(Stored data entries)
----
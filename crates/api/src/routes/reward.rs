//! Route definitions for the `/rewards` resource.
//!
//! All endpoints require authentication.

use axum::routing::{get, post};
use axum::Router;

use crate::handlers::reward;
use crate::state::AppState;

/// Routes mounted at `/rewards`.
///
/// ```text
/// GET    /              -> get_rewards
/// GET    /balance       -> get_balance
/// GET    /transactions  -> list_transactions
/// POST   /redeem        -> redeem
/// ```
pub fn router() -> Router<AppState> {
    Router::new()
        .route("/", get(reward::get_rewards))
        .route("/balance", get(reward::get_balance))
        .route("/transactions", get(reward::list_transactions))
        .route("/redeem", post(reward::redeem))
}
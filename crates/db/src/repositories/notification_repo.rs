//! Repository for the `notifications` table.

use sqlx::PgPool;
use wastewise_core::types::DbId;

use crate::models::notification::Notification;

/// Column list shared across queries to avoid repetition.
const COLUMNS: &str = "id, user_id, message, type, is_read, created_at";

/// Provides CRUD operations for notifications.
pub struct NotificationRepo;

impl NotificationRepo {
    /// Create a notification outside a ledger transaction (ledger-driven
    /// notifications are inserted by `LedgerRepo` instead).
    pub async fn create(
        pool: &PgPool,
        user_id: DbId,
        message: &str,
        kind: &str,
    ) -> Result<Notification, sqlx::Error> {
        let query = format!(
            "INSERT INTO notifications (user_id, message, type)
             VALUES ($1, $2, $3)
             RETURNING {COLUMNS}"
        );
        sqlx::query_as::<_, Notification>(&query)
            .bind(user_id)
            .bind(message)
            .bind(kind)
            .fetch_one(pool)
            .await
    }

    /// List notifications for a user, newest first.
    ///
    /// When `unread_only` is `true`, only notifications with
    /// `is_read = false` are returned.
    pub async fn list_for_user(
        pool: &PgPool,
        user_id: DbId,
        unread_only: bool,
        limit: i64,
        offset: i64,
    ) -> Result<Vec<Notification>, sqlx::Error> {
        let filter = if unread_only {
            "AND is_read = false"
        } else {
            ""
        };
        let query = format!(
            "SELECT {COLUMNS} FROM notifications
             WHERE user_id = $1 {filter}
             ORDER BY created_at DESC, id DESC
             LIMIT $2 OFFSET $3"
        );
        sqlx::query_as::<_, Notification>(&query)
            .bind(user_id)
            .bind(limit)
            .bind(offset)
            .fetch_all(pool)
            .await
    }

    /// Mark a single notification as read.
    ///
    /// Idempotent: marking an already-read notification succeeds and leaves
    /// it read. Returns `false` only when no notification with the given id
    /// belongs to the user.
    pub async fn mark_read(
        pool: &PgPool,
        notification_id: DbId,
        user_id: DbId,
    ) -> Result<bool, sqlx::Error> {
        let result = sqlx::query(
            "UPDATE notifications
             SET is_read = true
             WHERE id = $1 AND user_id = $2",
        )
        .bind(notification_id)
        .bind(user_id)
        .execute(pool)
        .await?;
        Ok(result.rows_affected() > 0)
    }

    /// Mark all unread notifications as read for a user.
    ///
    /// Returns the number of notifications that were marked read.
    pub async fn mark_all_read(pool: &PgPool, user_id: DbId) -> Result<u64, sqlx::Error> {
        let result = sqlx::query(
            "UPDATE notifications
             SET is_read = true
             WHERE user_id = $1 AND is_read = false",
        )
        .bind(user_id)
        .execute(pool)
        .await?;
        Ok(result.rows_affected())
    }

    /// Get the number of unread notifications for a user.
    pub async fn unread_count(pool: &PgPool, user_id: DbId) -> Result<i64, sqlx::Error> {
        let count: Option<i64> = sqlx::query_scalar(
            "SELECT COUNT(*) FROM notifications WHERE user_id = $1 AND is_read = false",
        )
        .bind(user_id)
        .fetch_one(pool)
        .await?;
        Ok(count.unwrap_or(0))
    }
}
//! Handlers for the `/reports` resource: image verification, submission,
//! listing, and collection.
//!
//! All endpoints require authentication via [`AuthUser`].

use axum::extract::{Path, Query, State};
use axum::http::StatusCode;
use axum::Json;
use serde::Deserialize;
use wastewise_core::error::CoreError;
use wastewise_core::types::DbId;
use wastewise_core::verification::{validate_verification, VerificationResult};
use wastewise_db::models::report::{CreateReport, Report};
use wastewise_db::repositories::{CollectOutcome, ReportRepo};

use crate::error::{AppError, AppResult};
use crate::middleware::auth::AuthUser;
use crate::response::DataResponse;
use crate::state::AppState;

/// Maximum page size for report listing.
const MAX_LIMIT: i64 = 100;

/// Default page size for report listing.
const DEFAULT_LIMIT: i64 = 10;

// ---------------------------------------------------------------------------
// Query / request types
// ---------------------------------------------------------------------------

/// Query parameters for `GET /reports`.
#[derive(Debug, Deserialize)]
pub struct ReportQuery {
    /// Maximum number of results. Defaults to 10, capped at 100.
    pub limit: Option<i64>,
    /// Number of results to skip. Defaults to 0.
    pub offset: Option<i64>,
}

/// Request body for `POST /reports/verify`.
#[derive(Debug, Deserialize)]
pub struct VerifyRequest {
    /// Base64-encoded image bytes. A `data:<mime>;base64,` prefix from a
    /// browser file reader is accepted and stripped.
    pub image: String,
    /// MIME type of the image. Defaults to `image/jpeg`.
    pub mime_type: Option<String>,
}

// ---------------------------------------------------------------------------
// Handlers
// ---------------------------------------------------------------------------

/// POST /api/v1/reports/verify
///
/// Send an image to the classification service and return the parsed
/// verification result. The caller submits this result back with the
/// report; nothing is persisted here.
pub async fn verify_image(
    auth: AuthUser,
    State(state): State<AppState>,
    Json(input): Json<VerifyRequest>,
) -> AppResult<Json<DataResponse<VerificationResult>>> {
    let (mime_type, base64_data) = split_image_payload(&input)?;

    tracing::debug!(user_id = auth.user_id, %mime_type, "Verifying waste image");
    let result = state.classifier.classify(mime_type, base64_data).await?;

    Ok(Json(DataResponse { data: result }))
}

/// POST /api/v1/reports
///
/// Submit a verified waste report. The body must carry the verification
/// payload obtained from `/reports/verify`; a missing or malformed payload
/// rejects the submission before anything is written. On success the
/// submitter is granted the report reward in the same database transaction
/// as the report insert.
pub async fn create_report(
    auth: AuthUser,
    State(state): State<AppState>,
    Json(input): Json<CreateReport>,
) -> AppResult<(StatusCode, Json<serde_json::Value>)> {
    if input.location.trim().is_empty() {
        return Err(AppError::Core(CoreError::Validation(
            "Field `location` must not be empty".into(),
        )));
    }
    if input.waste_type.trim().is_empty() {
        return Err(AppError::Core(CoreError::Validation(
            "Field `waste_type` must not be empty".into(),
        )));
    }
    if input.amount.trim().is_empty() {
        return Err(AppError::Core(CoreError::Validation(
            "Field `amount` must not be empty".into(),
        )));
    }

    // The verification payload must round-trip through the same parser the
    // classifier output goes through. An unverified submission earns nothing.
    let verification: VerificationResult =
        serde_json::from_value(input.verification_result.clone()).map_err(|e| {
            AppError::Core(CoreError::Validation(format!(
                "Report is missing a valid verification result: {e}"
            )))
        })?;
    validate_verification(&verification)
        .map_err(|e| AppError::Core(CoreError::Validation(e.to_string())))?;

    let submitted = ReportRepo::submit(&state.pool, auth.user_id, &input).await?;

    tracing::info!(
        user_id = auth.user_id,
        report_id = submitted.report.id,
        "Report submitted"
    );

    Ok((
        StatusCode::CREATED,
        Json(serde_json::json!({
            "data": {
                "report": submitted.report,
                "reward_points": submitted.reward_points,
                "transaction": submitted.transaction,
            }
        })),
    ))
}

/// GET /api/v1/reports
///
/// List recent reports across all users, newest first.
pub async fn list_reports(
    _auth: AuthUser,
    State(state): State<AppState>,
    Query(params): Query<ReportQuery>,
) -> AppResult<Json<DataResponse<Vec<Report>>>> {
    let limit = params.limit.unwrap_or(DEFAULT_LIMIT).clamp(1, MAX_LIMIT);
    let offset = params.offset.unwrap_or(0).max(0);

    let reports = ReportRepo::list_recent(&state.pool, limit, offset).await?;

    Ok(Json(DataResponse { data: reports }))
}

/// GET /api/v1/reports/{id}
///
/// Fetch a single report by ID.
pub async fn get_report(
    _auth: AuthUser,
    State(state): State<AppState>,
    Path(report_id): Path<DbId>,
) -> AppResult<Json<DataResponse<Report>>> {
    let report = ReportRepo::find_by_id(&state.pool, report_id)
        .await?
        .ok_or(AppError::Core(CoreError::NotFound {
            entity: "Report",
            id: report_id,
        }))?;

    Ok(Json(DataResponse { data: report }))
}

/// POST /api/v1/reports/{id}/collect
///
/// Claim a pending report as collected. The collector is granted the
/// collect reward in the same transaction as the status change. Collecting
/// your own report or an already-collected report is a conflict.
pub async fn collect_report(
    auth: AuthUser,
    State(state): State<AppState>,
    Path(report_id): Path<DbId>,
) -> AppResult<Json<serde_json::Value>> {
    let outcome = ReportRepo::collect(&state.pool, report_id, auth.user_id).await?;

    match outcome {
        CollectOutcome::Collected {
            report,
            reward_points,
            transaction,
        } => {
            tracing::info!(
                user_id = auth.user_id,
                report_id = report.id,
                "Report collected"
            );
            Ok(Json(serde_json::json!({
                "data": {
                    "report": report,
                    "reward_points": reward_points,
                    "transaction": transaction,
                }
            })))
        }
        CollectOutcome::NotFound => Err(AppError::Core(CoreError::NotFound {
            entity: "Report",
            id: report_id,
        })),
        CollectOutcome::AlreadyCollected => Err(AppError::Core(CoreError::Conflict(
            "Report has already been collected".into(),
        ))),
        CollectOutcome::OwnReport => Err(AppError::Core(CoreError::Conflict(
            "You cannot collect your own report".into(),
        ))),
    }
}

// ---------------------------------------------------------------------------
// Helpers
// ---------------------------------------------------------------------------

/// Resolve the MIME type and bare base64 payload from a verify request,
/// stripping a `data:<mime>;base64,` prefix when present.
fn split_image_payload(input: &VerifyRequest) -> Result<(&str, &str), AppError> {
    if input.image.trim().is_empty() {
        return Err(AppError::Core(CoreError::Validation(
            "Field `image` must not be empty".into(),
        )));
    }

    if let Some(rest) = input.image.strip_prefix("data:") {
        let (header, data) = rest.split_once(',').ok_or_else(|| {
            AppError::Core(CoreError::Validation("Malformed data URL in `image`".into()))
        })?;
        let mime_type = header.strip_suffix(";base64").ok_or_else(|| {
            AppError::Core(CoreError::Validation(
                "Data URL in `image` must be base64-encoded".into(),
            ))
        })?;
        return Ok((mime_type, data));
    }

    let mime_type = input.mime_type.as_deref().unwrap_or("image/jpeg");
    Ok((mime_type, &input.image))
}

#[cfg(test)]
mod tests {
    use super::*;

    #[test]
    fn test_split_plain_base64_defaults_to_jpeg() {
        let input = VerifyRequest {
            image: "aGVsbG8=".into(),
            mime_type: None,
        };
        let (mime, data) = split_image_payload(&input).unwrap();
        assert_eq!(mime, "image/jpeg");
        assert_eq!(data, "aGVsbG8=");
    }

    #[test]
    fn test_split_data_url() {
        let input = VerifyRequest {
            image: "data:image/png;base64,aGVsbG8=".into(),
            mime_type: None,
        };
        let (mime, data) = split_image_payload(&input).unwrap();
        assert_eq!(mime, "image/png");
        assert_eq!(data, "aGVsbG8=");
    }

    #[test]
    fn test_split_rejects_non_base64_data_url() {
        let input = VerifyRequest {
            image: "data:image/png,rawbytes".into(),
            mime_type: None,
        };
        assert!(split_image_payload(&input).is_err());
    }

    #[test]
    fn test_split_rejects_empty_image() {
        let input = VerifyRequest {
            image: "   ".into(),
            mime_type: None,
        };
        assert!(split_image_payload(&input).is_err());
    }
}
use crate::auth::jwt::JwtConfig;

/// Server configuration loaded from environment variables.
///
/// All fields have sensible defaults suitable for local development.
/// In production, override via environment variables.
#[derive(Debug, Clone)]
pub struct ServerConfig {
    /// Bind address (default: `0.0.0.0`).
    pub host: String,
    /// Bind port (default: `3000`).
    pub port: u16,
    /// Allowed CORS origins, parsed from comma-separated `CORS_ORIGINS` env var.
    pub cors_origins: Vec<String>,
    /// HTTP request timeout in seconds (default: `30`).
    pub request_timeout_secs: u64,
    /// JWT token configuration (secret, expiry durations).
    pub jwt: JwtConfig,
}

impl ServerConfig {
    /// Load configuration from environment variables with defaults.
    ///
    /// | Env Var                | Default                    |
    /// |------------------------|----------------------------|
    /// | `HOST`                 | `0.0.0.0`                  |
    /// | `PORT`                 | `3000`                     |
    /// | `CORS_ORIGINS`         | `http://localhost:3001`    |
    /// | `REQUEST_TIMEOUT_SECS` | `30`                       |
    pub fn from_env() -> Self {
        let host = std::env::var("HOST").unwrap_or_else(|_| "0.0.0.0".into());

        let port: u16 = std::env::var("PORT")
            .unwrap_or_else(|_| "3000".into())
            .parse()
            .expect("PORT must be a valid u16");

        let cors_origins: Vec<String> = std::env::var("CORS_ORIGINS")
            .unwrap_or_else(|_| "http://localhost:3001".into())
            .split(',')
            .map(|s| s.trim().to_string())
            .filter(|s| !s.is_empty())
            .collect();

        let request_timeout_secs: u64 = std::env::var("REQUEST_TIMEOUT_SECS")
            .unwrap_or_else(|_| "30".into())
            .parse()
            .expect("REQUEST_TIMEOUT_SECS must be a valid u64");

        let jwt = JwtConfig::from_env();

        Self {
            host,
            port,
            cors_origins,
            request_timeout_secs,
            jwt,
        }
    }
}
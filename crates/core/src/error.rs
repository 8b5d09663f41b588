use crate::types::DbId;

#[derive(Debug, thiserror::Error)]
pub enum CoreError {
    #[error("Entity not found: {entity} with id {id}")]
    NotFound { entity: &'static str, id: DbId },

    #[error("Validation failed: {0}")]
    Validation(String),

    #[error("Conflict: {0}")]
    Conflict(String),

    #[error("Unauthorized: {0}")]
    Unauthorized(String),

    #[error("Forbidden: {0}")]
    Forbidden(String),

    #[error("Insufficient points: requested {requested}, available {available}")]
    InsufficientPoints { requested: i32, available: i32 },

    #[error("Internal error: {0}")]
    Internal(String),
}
----
§ YOUR INSTRUCTIONS
Only the lines containing "same" are needed; copy each of them from the data.

§ EXERCISE RESULT
/// submitter is granted the report reward in the same database transaction
    // The verification payload must round-trip through the same parser the
/// collect reward in the same transaction as the status change. Collecting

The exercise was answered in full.